Sunlight filters in through the window and Sam doesn’t remember when he drifted off enough to wake up to it. He showers and shaves, dresses himself with more exactness than he has on other days, readies himself for a new day and a different direction.
There’s a buzz in the air at the jewellery shop. Sam crosses his fingers to it being adrenaline. Gene has gone the opposite of Sam; looks worn out and used, more irritable than usual. He snipes like he has a degree in malignance.
“You could always try kicking it up a notch,” Sam suggests after one especially violent threat involving the legs on a chair, a rubber duck, and reaming. He glints at Gene, holding his gaze, silently challenging him. Gene hastily looks away. Leonard crosses his arms and pretends to ignore them.
It’s the sound of a scuffle that alerts their attention. A strangled call and syncopated crash. All three men leap to their feet, but Leonard’s the only one with speed on his side. He flings himself through the door before Sam can warn him against it, waving a gun he doesn’t know how to use in the air. Gene, who was situated closer to the door, is next.
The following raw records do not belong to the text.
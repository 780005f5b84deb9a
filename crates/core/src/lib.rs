//! gitpush core library.
//!
//! Pushes the commits a CI build produced back to a git remote: the gate
//! decides whether a build may push, the resolver turns configured
//! remote/branch names into a concrete target, and the reconciler fetches,
//! merges when the remote moved, pushes with tags and re-fetches.

pub mod config;
pub mod env;
pub mod errors;
pub mod gate;
pub mod git;
pub mod models;
pub mod reconcile;
pub mod remote;
pub mod step;
pub mod validation;

// Re-exports for convenience.
pub use config::{GitPushConfig, JobConfig};
pub use env::Environment;
pub use errors::CoreError;
pub use git::GitClient;
pub use models::{BuildContext, BuildKind, BuildResult, Outcome, PushReport};
pub use step::{aggregate_end_build, PipelineStep, PostBuildStep};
Sam rushes as fast as his weakened body allows to see a tall black-haired man matching the description given to them of Billy Baker pointing his shooter at Leonard’s head, Gene scowling and beginning to push Leonard to the ground, and smoke from a barrel. Sam doesn’t know what’s happened. He launches himself at the audacious tosser with thick-set shoulders, jabbing a right-hook and swinging his leg at his knee. The man crashes into a kneeling position and Sam lands him to the ground with a well-placed boot to the teeth. Sam determines him to be unconscious and immediately spins on the spot to aid his colleagues.
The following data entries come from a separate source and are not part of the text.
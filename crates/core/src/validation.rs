//! Field checks for the push step's configuration.
//!
//! These run before any build does, against the raw (unexpanded) values a
//! user typed into the job configuration.

use crate::config::ScmConfig;
use crate::errors::ConfigError;

/// Result of checking one configuration field.
#[derive(Debug)]
pub enum FieldCheck {
    Ok,
    /// Not fatal, but worth showing to whoever edits the job.
    Warning(String),
    Error(ConfigError),
}

impl FieldCheck {
    pub fn is_ok(&self) -> bool {
        matches!(self, Self::Ok)
    }

    pub fn is_error(&self) -> bool {
        matches!(self, Self::Error(_))
    }

    /// Human-readable message; empty for [`FieldCheck::Ok`].
    pub fn message(&self) -> String {
        match self {
            Self::Ok => String::new(),
            Self::Warning(msg) => msg.clone(),
            Self::Error(ConfigError::BlankField { .. }) => "This field is required".into(),
            Self::Error(err) => err.to_string(),
        }
    }
}

fn check_not_blank(value: &str) -> FieldCheck {
    if value.trim().is_empty() {
        FieldCheck::Error(ConfigError::BlankField {
            field: String::new(),
        })
    } else {
        FieldCheck::Ok
    }
}

/// `target_branch` must be non-blank.
pub fn check_target_branch(value: &str) -> FieldCheck {
    check_not_blank(value)
}

/// `target_repo` must be non-blank and name one of the job's git remotes.
///
/// A job without git source control only warrants a warning: the remote
/// cannot be checked, and the push step will fail at run time anyway.
/// Templated names are checked at run time once the build environment is
/// known.
pub fn check_target_repo(value: &str, scm: &ScmConfig) -> FieldCheck {
    let blank = check_not_blank(value);
    if !blank.is_ok() {
        return blank;
    }

    let Some(git) = scm.as_git() else {
        return FieldCheck::Warning(
            "Project not currently configured to use Git; cannot check remote repository".into(),
        );
    };

    if value.contains('$') {
        return FieldCheck::Warning(format!(
            "'{value}' contains placeholders; the remote is checked when the build runs"
        ));
    }

    if git.repository_by_name(value).is_none() {
        return FieldCheck::Error(ConfigError::UnknownRemote {
            name: value.to_string(),
        });
    }

    FieldCheck::Ok
}

#[cfg(test)]
mod tests {
    use super::*;
    use crate::config::{GitScm, RemoteConfig};

    fn git_scm() -> ScmConfig {
        ScmConfig::Git(GitScm {
            remotes: vec![RemoteConfig::new("origin", "/srv/git/app.git")],
        })
    }

    #[test]
    fn test_blank_fields_are_errors() {
        for value in ["", "   ", "\t"] {
            let check = check_target_branch(value);
            assert!(check.is_error());
            assert_eq!(check.message(), "This field is required");

            assert!(check_target_repo(value, &git_scm()).is_error());
        }
    }

    #[test]
    fn test_branch_ok() {
        assert!(check_target_branch("master").is_ok());
        assert_eq!(check_target_branch("master").message(), "");
    }

    #[test]
    fn test_repo_not_git_is_warning() {
        for scm in [ScmConfig::None, ScmConfig::Other] {
            let check = check_target_repo("origin", &scm);
            assert!(matches!(check, FieldCheck::Warning(_)));
            assert!(check.message().contains("not currently configured to use Git"));
        }
    }

    #[test]
    fn test_repo_unknown_is_error() {
        let check = check_target_repo("upstream", &git_scm());
        assert!(check.is_error());
        assert_eq!(
            check.message(),
            "no remote repository configured with name 'upstream'"
        );
    }

    #[test]
    fn test_repo_lookup_is_case_sensitive() {
        assert!(check_target_repo("origin", &git_scm()).is_ok());
        assert!(check_target_repo("ORIGIN", &git_scm()).is_error());
    }

    #[test]
    fn test_templated_repo_is_deferred() {
        let check = check_target_repo("${REMOTE}", &git_scm());
        assert!(matches!(check, FieldCheck::Warning(_)));
    }
}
“You alive?” Sam asks, hushed, hand firm on Gene’s shoulder as he rolls him off Leonard.
“The jury’s still out on that one,” Gene returns and Sam almost sobs with relief. There isn’t a mark on Gene – not an additional one, at least.
“You’re a legend,” Sam chokes, teeth wide and bright in an otherwise anxious face.
“Been telling you that for months, you raging nancy-boy.”
Leonard looks dazed and winded, but he’s intact. Sam’s about to help him up when he catches movement in his peripheral vision. The man that Sam feels sure is Baker has shambled to his feet and instead of doing the wise thing and scarpering, is edging towards Sam with malice in his glare.
Sam cracks. Every last vestige of aggression Sam has grasps onto his propriety and he yells as he pushes his upper body into collision with Baker’s. He screams as he punches him in the throat, then rocks Baker’s head straight into his bent knee. This time, Baker is definitely unconscious, his breathing shallow and blood gushing out his nose.
Gene regards Sam with an expression that is vaguely terrified and impressed in equal measure.
“I think this calls for a curry,” Gene exclaims as Sam helps him up.
“You’ll wanna hold off on food,” a voice says meekly. Three sets of eyes turn to the erstwhile shopkeeper, Jack. “That bloke just said he’s set a bomb.”
“He said there’s a bomb,” Leonard repeats.
“I know what he sodding said,” Gene barks. “How? Where?”
“You’ll have to ask him, I’m afraid.”
It’s only at that moment that Sam realises Jack’s bleeding from a wound set just below his heart.